– Writing a parser with YACC (Yet Another
Compiler Compiler).
• Automatically generate a parser for a context free grammar
(LALR parser)
– Allows syntax direct translation by writing grammar productions and
semantic actions
– LALR(1) is more powerful than LL(1).
• Work with lex. YACC calls yylex to get the next token.
– YACC and lex must agree on the values for each token.
• Like lex, YACC pre-dated c++, need workaround for some
constructs when using c++ (will give an example).

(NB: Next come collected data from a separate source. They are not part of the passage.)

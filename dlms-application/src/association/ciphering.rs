//! Global ciphering of APDUs in ciphered application contexts
//!
//! A glo-ciphered APDU is `glo-tag | length | SC | FC | ciphertext | tag`.
//! The IV is built from the sender's system title, so each side ciphers
//! with its own title and deciphers with the peer's.

use dlms_asn1::{AxdrDecoder, axdr::encode_length};
use dlms_core::{DlmsError, DlmsResult};
use dlms_security::{SYSTEM_TITLE_LENGTH, SecuritySuite, decrypt_apdu, encrypt_apdu};

/// glo tag of a plain APDU tag, `None` for APDUs that are never ciphered
pub fn glo_tag(plain_tag: u8) -> Option<u8> {
    match plain_tag {
        // initiate-request, initiate-response
        0x01 | 0x08 => Some(plain_tag + 0x20),
        // get/set/event-notification/action requests and responses
        0xC0..=0xC7 => Some(plain_tag + 0x08),
        _ => None,
    }
}

/// Plain APDU tag carried by a glo tag
pub fn plain_tag(glo_tag: u8) -> Option<u8> {
    match glo_tag {
        0x21 | 0x28 => Some(glo_tag - 0x20),
        0xC8..=0xCF => Some(glo_tag - 0x08),
        _ => None,
    }
}

pub fn is_glo_tag(tag: u8) -> bool {
    plain_tag(tag).is_some()
}

/// Keys, titles and invocation counters of one ciphered association
#[derive(Clone)]
pub struct CipherContext {
    encryption_key: Vec<u8>,
    authentication_key: Vec<u8>,
    local_system_title: Vec<u8>,
    peer_system_title: Option<Vec<u8>>,
    invocation_counter: u32,
    peer_invocation_counter: Option<u32>,
}

impl CipherContext {
    /// # Errors
    /// `Configuration` if the suite has no encryption key or a system
    /// title is not 8 bytes long.
    pub fn new(suite: &SecuritySuite, local_system_title: &[u8], peer_system_title: Option<&[u8]>) -> DlmsResult<Self> {
        let encryption_key = suite
            .global_unicast_encryption_key()
            .ok_or_else(|| DlmsError::Configuration("Ciphered context without encryption key".to_string()))?
            .to_vec();
        check_title(local_system_title)?;
        if let Some(peer) = peer_system_title {
            check_title(peer)?;
        }
        Ok(Self {
            encryption_key,
            authentication_key: suite.authentication_key().unwrap_or_default().to_vec(),
            local_system_title: local_system_title.to_vec(),
            peer_system_title: peer_system_title.map(<[u8]>::to_vec),
            invocation_counter: 1,
            peer_invocation_counter: None,
        })
    }

    pub fn set_peer_system_title(&mut self, title: &[u8]) -> DlmsResult<()> {
        check_title(title)?;
        self.peer_system_title = Some(title.to_vec());
        Ok(())
    }

    pub fn peer_system_title(&self) -> Option<&[u8]> {
        self.peer_system_title.as_deref()
    }

    /// Switch to the dedicated key negotiated in the InitiateRequest
    pub fn use_dedicated_key(&mut self, key: &[u8]) {
        self.encryption_key = key.to_vec();
    }

    /// Take the next value of the local invocation counter
    pub fn next_invocation_counter(&mut self) -> DlmsResult<u32> {
        let current = self.invocation_counter;
        self.invocation_counter = current
            .checked_add(1)
            .ok_or_else(|| DlmsError::Security("Invocation counter exhausted".to_string()))?;
        Ok(current)
    }

    /// Cipher a plain APDU into its glo form
    pub fn cipher(&mut self, apdu: &[u8]) -> DlmsResult<Vec<u8>> {
        let tag = apdu
            .first()
            .copied()
            .and_then(glo_tag)
            .ok_or_else(|| DlmsError::Security("APDU cannot be ciphered".to_string()))?;
        let frame_counter = self.next_invocation_counter()?;
        let content = encrypt_apdu(
            &self.encryption_key,
            &self.authentication_key,
            &self.local_system_title,
            frame_counter,
            apdu,
        )?;
        let mut out = Vec::with_capacity(content.len() + 4);
        out.push(tag);
        encode_length(content.len(), &mut out);
        out.extend_from_slice(&content);
        Ok(out)
    }

    /// Decipher a glo APDU received from the peer
    ///
    /// # Errors
    /// - `Security` for a plain APDU, an unknown peer title or a frame
    ///   counter that does not increase
    /// - `AuthenticationFailed` if the tag does not verify
    pub fn decipher(&mut self, data: &[u8]) -> DlmsResult<Vec<u8>> {
        let mut decoder = AxdrDecoder::new(data);
        let tag = decoder.decode_u8()?;
        let expected_tag = plain_tag(tag)
            .ok_or_else(|| DlmsError::Security(format!("Expected a ciphered APDU, got tag 0x{:02X}", tag)))?;
        let content = decoder.decode_octet_string()?;
        decoder.finish()?;

        let peer = self
            .peer_system_title
            .as_deref()
            .ok_or_else(|| DlmsError::Security("Peer system title unknown".to_string()))?;
        let (frame_counter, apdu) = decrypt_apdu(&self.encryption_key, &self.authentication_key, peer, content)?;
        if self.peer_invocation_counter.is_some_and(|last| frame_counter <= last) {
            return Err(DlmsError::Security(format!(
                "Replayed invocation counter {}",
                frame_counter
            )));
        }
        if apdu.first() != Some(&expected_tag) {
            return Err(DlmsError::Security(format!(
                "Ciphered APDU does not match glo tag 0x{:02X}",
                tag
            )));
        }
        self.peer_invocation_counter = Some(frame_counter);
        Ok(apdu)
    }
}

impl std::fmt::Debug for CipherContext {
    fn fmt(&self, f: &mut std::fmt::Formatter<'_>) -> std::fmt::Result {
        f.debug_struct("CipherContext")
            .field("local_system_title", &self.local_system_title)
            .field("peer_system_title", &self.peer_system_title)
            .field("invocation_counter", &self.invocation_counter)
            .finish_non_exhaustive()
    }
}

fn check_title(title: &[u8]) -> DlmsResult<()> {
    if title.len() != SYSTEM_TITLE_LENGTH {
        return Err(DlmsError::Configuration(format!(
            "System title must be {} bytes, got {}",
            SYSTEM_TITLE_LENGTH,
            title.len()
        )));
    }
    Ok(())
}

– Writing a parser with YACC (Yet Another
Compiler Compiler).
• YACC file format:
declarations /* specify tokens, and non-terminals */
%%
translation rules /* specify grammar here */
%%
supporting C-routines
• Command “yacc yaccfile” produces y.tab.c, which contains a
routine yyparse().
– yyparse() calls yylex() to get tokens.
• yyparse() returns 0 if the program is grammatically correct,
non-zero otherwise
• The declarations part specifies tokens, non-terminals
symbols, other C/C++ constructs.
– To specify token AAA BBB
• %token AAA BBB
– To assign a token number to a token (needed when using lex), a
nonnegative integer followed immediately to the first appearance
of the token
• %token EOFnumber 0
• %token SEMInumber 101
– Non-terminals do not need to be declared unless you want to
associated it with a type to store attributes (will be discussed later).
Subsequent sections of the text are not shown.